▶ [Collected data entries]:
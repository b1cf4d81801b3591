//! # Branch Instructions
//!
//! The eight conditional branches, all using relative addressing with a
//! signed 8-bit offset.
//!
//! Cycle timing: 2 cycles untaken, +1 taken, +1 more when the target lands
//! on a different page than the instruction following the branch. Each
//! handler returns that penalty to the driver; the base cost comes from the
//! opcode table. No flags are affected.

use crate::addressing;
use crate::cpu::Cpu;
use crate::memory::MemoryBus;

/// BCC: branch if Carry clear.
pub(crate) fn bcc<M: MemoryBus>(cpu: &mut Cpu<M>) -> u64 {
    let taken = !cpu.flag_c();
    branch_if(cpu, taken)
}

/// BCS: branch if Carry set.
pub(crate) fn bcs<M: MemoryBus>(cpu: &mut Cpu<M>) -> u64 {
    let taken = cpu.flag_c();
    branch_if(cpu, taken)
}

/// BEQ: branch if Zero set.
pub(crate) fn beq<M: MemoryBus>(cpu: &mut Cpu<M>) -> u64 {
    let taken = cpu.flag_z();
    branch_if(cpu, taken)
}

/// BNE: branch if Zero clear.
pub(crate) fn bne<M: MemoryBus>(cpu: &mut Cpu<M>) -> u64 {
    let taken = !cpu.flag_z();
    branch_if(cpu, taken)
}

/// BMI: branch if Negative set.
pub(crate) fn bmi<M: MemoryBus>(cpu: &mut Cpu<M>) -> u64 {
    let taken = cpu.flag_n();
    branch_if(cpu, taken)
}

/// BPL: branch if Negative clear.
pub(crate) fn bpl<M: MemoryBus>(cpu: &mut Cpu<M>) -> u64 {
    let taken = !cpu.flag_n();
    branch_if(cpu, taken)
}

/// BVC: branch if Overflow clear.
pub(crate) fn bvc<M: MemoryBus>(cpu: &mut Cpu<M>) -> u64 {
    let taken = !cpu.flag_v();
    branch_if(cpu, taken)
}

/// BVS: branch if Overflow set.
pub(crate) fn bvs<M: MemoryBus>(cpu: &mut Cpu<M>) -> u64 {
    let taken = cpu.flag_v();
    branch_if(cpu, taken)
}

fn branch_if<M: MemoryBus>(cpu: &mut Cpu<M>, taken: bool) -> u64 {
    if taken {
        let (target, penalty) = addressing::relative(cpu);
        cpu.pc = target;
        penalty
    } else {
        // Untaken: step over the offset byte only.
        cpu.pc = cpu.pc.wrapping_add(1);
        0
    }
}
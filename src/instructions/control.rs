//! # Control Flow Instructions
//!
//! JMP, JSR, RTS, RTI, and BRK. All of these set PC themselves; the driver
//! leaves PC alone after they run.
//!
//! When these execute, PC has been advanced past the opcode byte and sits
//! on the first operand byte (the signature byte, for BRK).

use crate::addressing::{self, AddressingMode, Operand};
use crate::cpu::{Cpu, Status, IRQ_VECTOR};
use crate::memory::MemoryBus;

/// JMP: unconditional jump, absolute or indirect.
///
/// The indirect form reads its pointer with the page-wrap quirk:
/// `JMP ($10FF)` fetches the target's low byte from 0x10FF and its high
/// byte from 0x1000.
pub(crate) fn jmp<M: MemoryBus>(cpu: &mut Cpu<M>, mode: AddressingMode) {
    let (Operand::Address(target), _) = addressing::resolve(cpu, mode) else {
        unreachable!("JMP supports absolute and indirect only");
    };
    cpu.pc = target;
}

/// JSR: push the address of the last operand byte, then jump. RTS supplies
/// the +1 on return.
pub(crate) fn jsr<M: MemoryBus>(cpu: &mut Cpu<M>) {
    let target = cpu.memory.read_word(cpu.pc);
    let return_addr = cpu.pc.wrapping_add(1);
    cpu.push_word(return_addr);
    cpu.pc = target;
}

/// RTS: pop the return address and resume one past it.
pub(crate) fn rts<M: MemoryBus>(cpu: &mut Cpu<M>) {
    cpu.pc = cpu.pop_word().wrapping_add(1);
}

/// RTI: pop the status register, then the return address (no +1).
///
/// The popped Break bit is discarded; Unused reads 1 as always.
pub(crate) fn rti<M: MemoryBus>(cpu: &mut Cpu<M>) {
    let popped = cpu.pop_byte();
    cpu.status = (Status::from_bits_retain(popped) - Status::BREAK) | Status::UNUSED;
    cpu.pc = cpu.pop_word();
}

/// BRK: software interrupt.
///
/// Pushes PC+1 (skipping the signature byte after the opcode), sets Break,
/// pushes the status, sets Interrupt-disable, and jumps through the
/// IRQ/BRK vector.
pub(crate) fn brk<M: MemoryBus>(cpu: &mut Cpu<M>) {
    let return_addr = cpu.pc.wrapping_add(1);
    cpu.push_word(return_addr);

    cpu.status.insert(Status::BREAK);
    cpu.push_byte(cpu.status.bits() | Status::UNUSED.bits());
    cpu.status.insert(Status::INTERRUPT_DISABLE);

    cpu.pc = cpu.memory.read_word(IRQ_VECTOR);
}
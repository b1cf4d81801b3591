//! # Register Transfer Instructions
//!
//! TAX, TAY, TXA, TYA, TSX, TXS. All set N and Z from the moved value
//! except TXS, which affects no flags.

use crate::cpu::Cpu;
use crate::memory::MemoryBus;

pub(crate) fn tax<M: MemoryBus>(cpu: &mut Cpu<M>) {
    cpu.x = cpu.a;
    cpu.set_flags_nz(cpu.x);
}

pub(crate) fn tay<M: MemoryBus>(cpu: &mut Cpu<M>) {
    cpu.y = cpu.a;
    cpu.set_flags_nz(cpu.y);
}

pub(crate) fn txa<M: MemoryBus>(cpu: &mut Cpu<M>) {
    cpu.a = cpu.x;
    cpu.set_flags_nz(cpu.a);
}

pub(crate) fn tya<M: MemoryBus>(cpu: &mut Cpu<M>) {
    cpu.a = cpu.y;
    cpu.set_flags_nz(cpu.a);
}

pub(crate) fn tsx<M: MemoryBus>(cpu: &mut Cpu<M>) {
    cpu.x = cpu.sp;
    cpu.set_flags_nz(cpu.x);
}

pub(crate) fn txs<M: MemoryBus>(cpu: &mut Cpu<M>) {
    cpu.sp = cpu.x;
}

▶ [BRIEF]:
Return every line holding the word "past" from the records.

▶ [RESPONSE FOR THIS EXERCISE]:
//! When these execute, PC has been advanced past the opcode byte and sits
/// RTS: pop the return address and resume one past it.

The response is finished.